ATG NEWS RELEASE: Hawaii joins coalition of 18 states suing the U.S. Department of Education for refusing to enforce gainful employment rule
Posted on Oct 17, 2017 in Latest Department NewsHONOLULU – Attorney General Doug Chin today joined a coalition of 18 states led by Maryland Attorney General Brian E. Frosh and Pennsylvania Attorney General Joshua Shapiro in suing the U.S. Department of Education and Secretary Betsy DeVos for refusing to enforce the Gainful Employment Rule, a federal regulation designed to protect students from predatory for-profit schools.

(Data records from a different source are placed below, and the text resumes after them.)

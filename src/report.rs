//! Sequential report over a list of targets.
//!
//! Every target produces exactly one line, in input order. A failing target
//! is reported inline and never stops the run.

use chrono::{DateTime, Duration, Utc};
use std::io::{self, Write};

use crate::config::Target;
use crate::error::ProbeError;

const SECONDS_PER_DAY: i64 = 86_400;

/// Result of probing one target.
#[derive(Debug, Clone, PartialEq, Eq)]
pub enum ProbeOutcome {
    Expires {
        expiry: DateTime<Utc>,
        days_left: i64,
    },
    Failed {
        message: String,
    },
}

/// Whole days from `now` until `expiry`, rounded toward negative infinity.
///
/// An expiry one second in the past is `-1`, not `0`.
pub fn days_left(now: DateTime<Utc>, expiry: DateTime<Utc>) -> i64 {
    let delta = expiry.signed_duration_since(now);
    let mut seconds = delta.num_seconds();
    if delta < Duration::seconds(seconds) {
        seconds -= 1;
    }
    seconds.div_euclid(SECONDS_PER_DAY)
}

/// Formats an expiry as `YYYY-MM-DD HH:MM:SS UTC`.
pub fn format_expiry(expiry: &DateTime<Utc>) -> String {
    expiry.format("%Y-%m-%d %H:%M:%S %Z").to_string()
}

/// Probes a single target and interprets the result against `now`.
pub fn probe_target<F>(target: &Target, now: DateTime<Utc>, prober: &mut F) -> ProbeOutcome
where
    F: FnMut(&Target) -> Result<DateTime<Utc>, ProbeError>,
{
    match prober(target) {
        Ok(expiry) => ProbeOutcome::Expires {
            expiry,
            days_left: days_left(now, expiry),
        },
        Err(e) => {
            tracing::info!("{} failed: {:?}", target, e);
            ProbeOutcome::Failed {
                message: e.to_string(),
            }
        }
    }
}

/// Renders the report line for one target.
pub fn format_line(target: &Target, outcome: &ProbeOutcome) -> String {
    match outcome {
        ProbeOutcome::Expires { expiry, days_left } => format!(
            "{} -> expires {} ({} days left)",
            target,
            format_expiry(expiry),
            days_left
        ),
        ProbeOutcome::Failed { message } => format!("{} -> ERROR: {}", target, message),
    }
}

/// Writes the summary line, then one line per target.
///
/// `now` is captured by the caller once, so all day counts share the same
/// reference instant. Only a failure to write to `out` is returned.
pub fn check_sites<W, F>(
    out: &mut W,
    targets: &[Target],
    now: DateTime<Utc>,
    mut prober: F,
) -> io::Result<()>
where
    W: Write,
    F: FnMut(&Target) -> Result<DateTime<Utc>, ProbeError>,
{
    writeln!(out, "Checking {} site(s)...", targets.len())?;
    for target in targets {
        let outcome = probe_target(target, now, &mut prober);
        writeln!(out, "{}", format_line(target, &outcome))?;
        out.flush()?;
    }
    Ok(())
}

#[cfg(test)]
mod tests {
    use super::*;
    use chrono::TimeZone;

    fn now() -> DateTime<Utc> {
        Utc.with_ymd_and_hms(2025, 1, 1, 12, 0, 0).unwrap()
    }

    #[test]
    fn test_days_left_exact_days() {
        assert_eq!(days_left(now(), now() + Duration::days(30)), 30);
        assert_eq!(days_left(now(), now()), 0);
    }

    #[test]
    fn test_days_left_floors_partial_days() {
        assert_eq!(days_left(now(), now() + Duration::hours(47)), 1);
        assert_eq!(days_left(now(), now() - Duration::seconds(1)), -1);
        assert_eq!(days_left(now(), now() - Duration::days(3)), -3);
        assert_eq!(days_left(now(), now() - Duration::days(3) - Duration::hours(1)), -4);
    }

    #[test]
    fn test_days_left_sub_second() {
        let now = now() + Duration::milliseconds(500);
        assert_eq!(days_left(now, now - Duration::milliseconds(500)), -1);
        assert_eq!(days_left(now, now + Duration::milliseconds(500)), 0);
    }

    #[test]
    fn test_format_expiry() {
        let expiry = Utc.with_ymd_and_hms(2025, 6, 15, 23, 59, 59).unwrap();
        assert_eq!(format_expiry(&expiry), "2025-06-15 23:59:59 UTC");
    }

    #[test]
    fn test_check_sites_reports_every_target_in_order() {
        let targets = vec![
            Target::new("slow.example", 443),
            Target::new("ok.example", 8443),
        ];
        let expiry = now() + Duration::days(10);
        let mut out = Vec::new();

        check_sites(&mut out, &targets, now(), |target| {
            if target.host == "slow.example" {
                Err(ProbeError::Timeout {
                    operation: "connect to slow.example:443".to_string(),
                })
            } else {
                Ok(expiry)
            }
        })
        .unwrap();

        let output = String::from_utf8(out).unwrap();
        let lines: Vec<&str> = output.lines().collect();
        assert_eq!(
            lines,
            vec![
                "Checking 2 site(s)...",
                "slow.example:443 -> ERROR: Operation timed out: connect to slow.example:443",
                "ok.example:8443 -> expires 2025-01-11 12:00:00 UTC (10 days left)",
            ]
        );
    }

    #[test]
    fn test_check_sites_uses_one_reference_instant() {
        let targets = vec![Target::new("a", 443), Target::new("b", 443)];
        let expiry = now() + Duration::days(5);
        let mut out = Vec::new();

        check_sites(&mut out, &targets, now(), |_| Ok(expiry)).unwrap();

        let output = String::from_utf8(out).unwrap();
        assert_eq!(output.matches("(5 days left)").count(), 2);
    }

    #[test]
    fn test_expired_certificate_reports_negative_days() {
        let target = Target::new("old.example", 443);
        let expiry = now() - Duration::days(2);

        let outcome = probe_target(&target, now(), &mut |_: &Target| Ok(expiry));

        assert_eq!(
            outcome,
            ProbeOutcome::Expires {
                expiry,
                days_left: -2
            }
        );
        assert_eq!(
            format_line(&target, &outcome),
            "old.example:443 -> expires 2024-12-30 12:00:00 UTC (-2 days left)"
        );
    }

    #[test]
    fn test_missing_not_after_reported_inline() {
        let target = Target::new("nodate.example", 443);
        let outcome = probe_target(&target, now(), &mut |_: &Target| {
            Err(ProbeError::MissingNotAfter)
        });
        assert_eq!(
            format_line(&target, &outcome),
            "nodate.example:443 -> ERROR: Certificate missing notAfter field"
        );
    }
}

The complaint, filed in U.S. District Court for the District of Columbia, alleges that the Department of Education violated federal law by refusing to enforce the Gainful Employment Rule. That rule implements the requirement in the Higher Education Act that all for-profit schools, all vocational schools, and non-degree programs at all other schools “prepare students for gainful employment in a recognized occupation.”
Attorney General Chin said, “Unfortunately we keep seeing this Administration undermine protections for the very students it is supposed to be serving. In this case it violates the law and we have stepped in to stop it.”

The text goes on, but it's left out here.